Agile Software Assessment
Agile Software Assessment is a project funded by the Swiss National Science Foundation (SNSF project # 200020-144126/1). Funding has been requested for a continuation project, Agile Software Analysis.
Funding: | 650,000.— SFr. |
Period: | Jan 1, 2013 - Dec. 30, 2015 |
Collaborating teams: | REVEAL research group, University of Lugano, Switzerland RMod group, INRIA, Lille, France Loose Research Group, Politehnica University of Timisoara, Romania |
Keywords | Software evolution; Reflection; Meta-modeling; Context-oriented programming; Clone detection; Software architecture; Reverse engineering |
Summary
A significant portion of software development effort is devoted to reading and understanding code. Unfortunately, mainstream integrated development environments (IDEs) focus on low-level programming tasks rather than on supporting program comprehension and decision-making during software evolution. Analysis tools, on the other hand, usually have a narrow scope of applicability.
This project aims to enable software developers to quickly and effectively analyze complex software systems with the help of tools to rapidly construct, query and manipulate software models. We refer to this goal as agile software assessment, since developers are under constant pressure to assess the state of the system at hand in a timely fashion in order to carry out development and evolution tasks. The expected long term benefits of this research are improved developer efficiency, enhanced tool support during software development, and better quality software.
To this end, we propose four related research tracks: (i) Meta-Tooling will enable developers to rapidly develop custom tools to support decision-making, (ii) Agile Modeling will simplify the task of constructing and refining software models from source code and other data sources, (iii) Large-Scale Software Analysis will allow developers to process and exploit the large amount of additional data related to a project, and (iv) Architectural Monitoring will help developers track the evolution of architectural constraints in complex software.
- Meta-Tooling. Developers ask detailed and domain-specific questions about the software systems they are developing and maintaining. Specialized tools are needed to effectively answer these questions. Most IDEs do not provide suitable functionality to answer detailed questions about the design and implementation of software, as they focus on programming rather than software modeling. We plan to carry out empirical studies to better understand what questions developers ask about code, and what tools and techniques are most effective at supporting program understanding and software assessment. Meta tools are tools for building tools. We propose to construct an experimental meta-tooling environment to enable rapid composition of customized software assessment tools to support effective decision-making in the development process.
- Agile Modeling. A key bottleneck to effective software assessment is the rapid construction of appropriate software models from program source code and the associated data sources. We propose to develop techniques to construct such models with the help of reusable and composable parsers targeting common programming language classes, user-guided parser refinement using island grammars, and semi-automated inference of structural features of program and data sources by analyzing lexical features such as indentation and textual content.

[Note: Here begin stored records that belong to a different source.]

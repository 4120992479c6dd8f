//! Training: the supervised epoch loop with per-epoch validation and
//! best-by-validation-loss checkpointing.

pub mod supervised;

pub use supervised::{
    run_training, validate, EpochReport, TrainReport, TrainSettings, BEST_CHECKPOINT,
    EXTRACTOR_CHECKPOINT,
};

/// Default number of training epochs
pub const DEFAULT_EPOCHS: usize = 5;

/// Default batch size
pub const DEFAULT_BATCH_SIZE: usize = 32;

/// Default learning rate
pub const DEFAULT_LEARNING_RATE: f64 = 0.001;
//! Combined model: frozen CNN features reshaped into an LSTM input sequence.
//!
//! The extractor's spatial map `[B, C, H, W]` is permuted channel-last and
//! flattened so spatial positions become sequence steps and channel depth
//! becomes the per-step feature vector: `[B, H*W, C]`. Features are detached,
//! so no gradient ever reaches the backbone.

use burn::{
    config::Config,
    module::Module,
    nn::{Dropout, DropoutConfig},
    tensor::{backend::Backend, Tensor},
};

use super::extractor::{FeatureExtractor, FeatureExtractorConfig};
use super::sequence::{SequenceClassifier, SequenceClassifierConfig};

/// Configuration for the combined classifier.
///
/// The sequence classifier's input width is derived from the extractor's
/// channel depth, so the two stages cannot be built inconsistently.
#[derive(Config, Debug)]
pub struct DeepfakeClassifierConfig {
    /// Feature extractor configuration
    pub extractor: FeatureExtractorConfig,

    /// LSTM hidden width
    #[config(default = "128")]
    pub hidden_size: usize,

    /// Number of output classes
    #[config(default = "2")]
    pub num_classes: usize,

    /// Dropout applied to the feature sequence before the LSTM
    #[config(default = "0.5")]
    pub dropout_rate: f64,
}

impl DeepfakeClassifierConfig {
    /// Initialize the combined model on the given device
    pub fn init<B: Backend>(&self, device: &B::Device) -> DeepfakeClassifier<B> {
        let extractor = self.extractor.init(device);

        let sequence = SequenceClassifierConfig::new(self.extractor.feature_dim())
            .with_hidden_size(self.hidden_size)
            .with_num_classes(self.num_classes)
            .with_dropout_rate(self.dropout_rate)
            .init(device);

        let dropout = DropoutConfig::new(self.dropout_rate).init();

        DeepfakeClassifier {
            extractor,
            dropout,
            sequence,
        }
    }
}

/// End-to-end model from raw image batch to class logits.
#[derive(Module, Debug)]
pub struct DeepfakeClassifier<B: Backend> {
    pub extractor: FeatureExtractor<B>,
    pub dropout: Dropout,
    pub sequence: SequenceClassifier<B>,
}

impl<B: Backend> DeepfakeClassifier<B> {
    /// Forward pass: frozen feature extraction, sequence reshaping, then the
    /// recurrent classifier. Output is `[B, num_classes]` for any input
    /// resolution the backbone accepts.
    pub fn forward(&self, x: Tensor<B, 4>) -> Tensor<B, 2> {
        // Detached: the backbone receives no gradient signal.
        let features = self.extractor.forward_features(x).detach();

        // [B, C, H, W] -> [B, H, W, C] -> [B, H*W, C]
        let [batch_size, channels, height, width] = features.dims();
        let sequence = features
            .permute([0, 2, 3, 1])
            .reshape([batch_size, height * width, channels]);

        let sequence = self.dropout.forward(sequence);
        self.sequence.forward(sequence)
    }
}

#[cfg(test)]
mod tests {
    use super::*;
    use burn::tensor::Distribution;

    type TestBackend = burn::backend::NdArray;

    fn small_config() -> DeepfakeClassifierConfig {
        DeepfakeClassifierConfig::new(FeatureExtractorConfig::new().with_base_filters(4))
            .with_hidden_size(16)
    }

    #[test]
    fn test_output_shape_across_batch_sizes() {
        let device = Default::default();
        let model = small_config().init::<TestBackend>(&device);

        for batch_size in [1usize, 2, 5] {
            let input = Tensor::<TestBackend, 4>::random(
                [batch_size, 3, 32, 32],
                Distribution::Default,
                &device,
            );
            assert_eq!(model.forward(input).dims(), [batch_size, 2]);
        }
    }

    #[test]
    fn test_output_shape_across_resolutions() {
        let device = Default::default();
        let model = small_config().init::<TestBackend>(&device);

        // Different resolutions change the sequence length, not the logits.
        for size in [32usize, 48, 64] {
            let input = Tensor::<TestBackend, 4>::random(
                [2, 3, size, size],
                Distribution::Default,
                &device,
            );
            assert_eq!(model.forward(input).dims(), [2, 2]);
        }
    }

    #[test]
    fn test_forward_is_deterministic_without_autodiff() {
        // Dropout is inactive in valid mode, so repeated forwards with the
        // same weights and input must agree exactly.
        use burn::backend::Autodiff;
        use burn::module::AutodiffModule;

        let device = Default::default();
        let model = small_config().init::<Autodiff<TestBackend>>(&device);
        let inference = model.valid();

        let input =
            Tensor::<TestBackend, 4>::random([1, 3, 32, 32], Distribution::Default, &device);

        let a: Vec<f32> = inference
            .forward(input.clone())
            .into_data()
            .to_vec()
            .unwrap();
        let b: Vec<f32> = inference.forward(input).into_data().to_vec().unwrap();
        assert_eq!(a, b);
    }
}
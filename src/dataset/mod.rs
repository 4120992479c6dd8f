//! Dataset handling for pre-extracted video frames.
//!
//! Frames live under a fixed layout rooted at the data directory:
//!
//! ```text
//! <data_dir>/frames/classified sets/
//! ├── training_set/{class}/...
//! ├── validation_set/{class}/...
//! └── testing_set/{class}/...
//! ```
//!
//! The training loader shuffles per epoch; validation and testing iterate in
//! directory-scan order.

use std::path::{Path, PathBuf};

pub mod burn_dataset;
pub mod loader;

pub use burn_dataset::{FrameBatch, FrameBatcher, FrameBurnDataset, FrameItem};
pub use loader::{FrameDataset, FrameSample};

/// Split directory names under the classified-sets root
pub const TRAINING_SET: &str = "training_set";
pub const VALIDATION_SET: &str = "validation_set";
pub const TESTING_SET: &str = "testing_set";

/// Resolve the classified-sets root inside a data directory
pub fn classified_sets_root(data_dir: &Path) -> PathBuf {
    data_dir.join("frames").join("classified sets")
}

/// Resolve the (train, validation, test) split directories for a data root
pub fn split_dirs(data_dir: &Path) -> (PathBuf, PathBuf, PathBuf) {
    let root = classified_sets_root(data_dir);
    (
        root.join(TRAINING_SET),
        root.join(VALIDATION_SET),
        root.join(TESTING_SET),
    )
}

#[cfg(test)]
mod tests {
    use super::*;

    #[test]
    fn test_split_dirs_layout() {
        let (train, val, test) = split_dirs(Path::new("/data"));
        assert_eq!(
            train,
            Path::new("/data/frames/classified sets/training_set")
        );
        assert_eq!(
            val,
            Path::new("/data/frames/classified sets/validation_set")
        );
        assert_eq!(test, Path::new("/data/frames/classified sets/testing_set"));
    }
}
//! Burn dataset and batcher for frame classification.
//!
//! Images are loaded lazily at batch time, resized to the fixed input size,
//! and normalized per channel with mean 0.5 / std 0.5, mapping pixel values
//! to roughly [-1, 1].

use std::path::PathBuf;

use burn::data::dataloader::batcher::Batcher;
use burn::data::dataset::Dataset;
use burn::prelude::*;
use image::imageops::FilterType;
use image::ImageReader;
use serde::{Deserialize, Serialize};

use crate::utils::error::{DeepframeError, Result};
use crate::IMAGE_SIZE;

/// A single frame ready for batching
#[derive(Clone, Debug, Serialize, Deserialize)]
pub struct FrameItem {
    /// Image data as flattened CHW float array [3 * H * W], values in [0, 1]
    pub image: Vec<f32>,
    /// Class label
    pub label: usize,
    /// Source path (for error reporting)
    pub path: String,
}

impl FrameItem {
    /// Load and preprocess an image: decode, resize to `image_size` square,
    /// convert to CHW floats in [0, 1]. A malformed file surfaces here, at
    /// batch materialization time.
    pub fn from_path(path: &PathBuf, label: usize, image_size: usize) -> Result<Self> {
        let img = ImageReader::open(path)
            .map_err(|e| DeepframeError::ImageLoad(path.clone(), e.to_string()))?
            .decode()
            .map_err(|e| DeepframeError::ImageLoad(path.clone(), e.to_string()))?
            .resize_exact(image_size as u32, image_size as u32, FilterType::Triangle)
            .to_rgb8();

        let (width, height) = (image_size, image_size);
        let mut image = vec![0.0f32; 3 * height * width];

        for y in 0..height {
            for x in 0..width {
                let pixel = img.get_pixel(x as u32, y as u32);
                image[y * width + x] = pixel[0] as f32 / 255.0;
                image[height * width + y * width + x] = pixel[1] as f32 / 255.0;
                image[2 * height * width + y * width + x] = pixel[2] as f32 / 255.0;
            }
        }

        Ok(Self {
            image,
            label,
            path: path.to_string_lossy().to_string(),
        })
    }

    /// Create from pre-loaded image data
    pub fn from_data(image: Vec<f32>, label: usize, path: String) -> Self {
        Self { image, label, path }
    }
}

/// Frame dataset implementing Burn's `Dataset` trait with lazy image loading.
#[derive(Debug, Clone)]
pub struct FrameBurnDataset {
    samples: Vec<(PathBuf, usize)>,
    image_size: usize,
}

impl FrameBurnDataset {
    /// Create a new dataset from (path, label) pairs
    pub fn new(samples: Vec<(PathBuf, usize)>, image_size: usize) -> Self {
        Self {
            samples,
            image_size,
        }
    }

    /// Create from a scanned split, preserving scan order
    pub fn from_loader(loader: &super::loader::FrameDataset) -> Self {
        let samples: Vec<_> = loader
            .samples
            .iter()
            .map(|s| (s.path.clone(), s.label))
            .collect();

        Self::new(samples, IMAGE_SIZE)
    }

    /// Load one item, propagating decode failures.
    ///
    /// The training loop uses this instead of `Dataset::get` so a malformed
    /// image aborts the run at batch materialization time rather than being
    /// silently dropped.
    pub fn try_get(&self, index: usize) -> Result<FrameItem> {
        let (path, label) = self.samples.get(index).ok_or_else(|| {
            DeepframeError::Dataset(format!("index {} out of bounds", index))
        })?;
        FrameItem::from_path(path, *label, self.image_size)
    }
}

impl Dataset<FrameItem> for FrameBurnDataset {
    fn get(&self, index: usize) -> Option<FrameItem> {
        self.try_get(index).ok()
    }

    fn len(&self) -> usize {
        self.samples.len()
    }
}

/// A batch of frames for training or evaluation
#[derive(Clone, Debug)]
pub struct FrameBatch<B: Backend> {
    /// Images with shape [batch_size, 3, height, width], normalized
    pub images: Tensor<B, 4>,
    /// Labels with shape [batch_size]
    pub targets: Tensor<B, 1, Int>,
}

/// Batcher that stacks frame items into normalized tensors
#[derive(Clone, Debug)]
pub struct FrameBatcher {
    image_size: usize,
}

impl FrameBatcher {
    pub fn new() -> Self {
        Self {
            image_size: IMAGE_SIZE,
        }
    }

    pub fn with_image_size(image_size: usize) -> Self {
        Self { image_size }
    }
}

impl Default for FrameBatcher {
    fn default() -> Self {
        Self::new()
    }
}

impl<B: Backend> Batcher<B, FrameItem, FrameBatch<B>> for FrameBatcher {
    fn batch(&self, items: Vec<FrameItem>, device: &B::Device) -> FrameBatch<B> {
        let batch_size = items.len();
        let channels = 3;
        let height = self.image_size;
        let width = self.image_size;

        let images_data: Vec<f32> = items.iter().flat_map(|item| item.image.clone()).collect();

        let images = Tensor::<B, 4>::from_floats(
            TensorData::new(images_data, [batch_size, channels, height, width]),
            device,
        );

        // Per-channel normalization with mean 0.5 and std 0.5: [0, 1] -> [-1, 1].
        let images = (images - 0.5) / 0.5;

        let targets_data: Vec<i64> = items.iter().map(|item| item.label as i64).collect();
        let targets =
            Tensor::<B, 1, Int>::from_data(TensorData::new(targets_data, [batch_size]), device);

        FrameBatch { images, targets }
    }
}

- Large-Scale Software Analysis. Complex software systems generally exist within an even larger software ecosystem consisting of older versions of the systems, variants, and other client applications of the system or its parts. Being able to query and mine this large resource of information can be very helpful for developers to make informed decisions concerning the project at hand. We propose to develop an infrastructure to model and query large software data sets, including historical information and variants. We will seek to adapt and exploit big data analysis techniques to the particularities of large source code repositories and software ecosystems.
- Architectural Monitoring. The architecture of a software system consists of the design constraints that guarantee non-functional properties, such as ease of evolution, good run-time performance, and rapid build times. Unfortunately architecture is rarely explicit in code, hence it must be recovered and tracked, sometimes at great cost in developer time. We propose to carry out empirical studies to identify and classify architectural constraints that arise in practice in software systems and let these studies influence the way in which we design mechanisms for the specification of constraints. We propose to develop techniques to monitor architectural evolution and integrate monitoring into the development process and environment; this promises to improve system stability, quality, and robustness.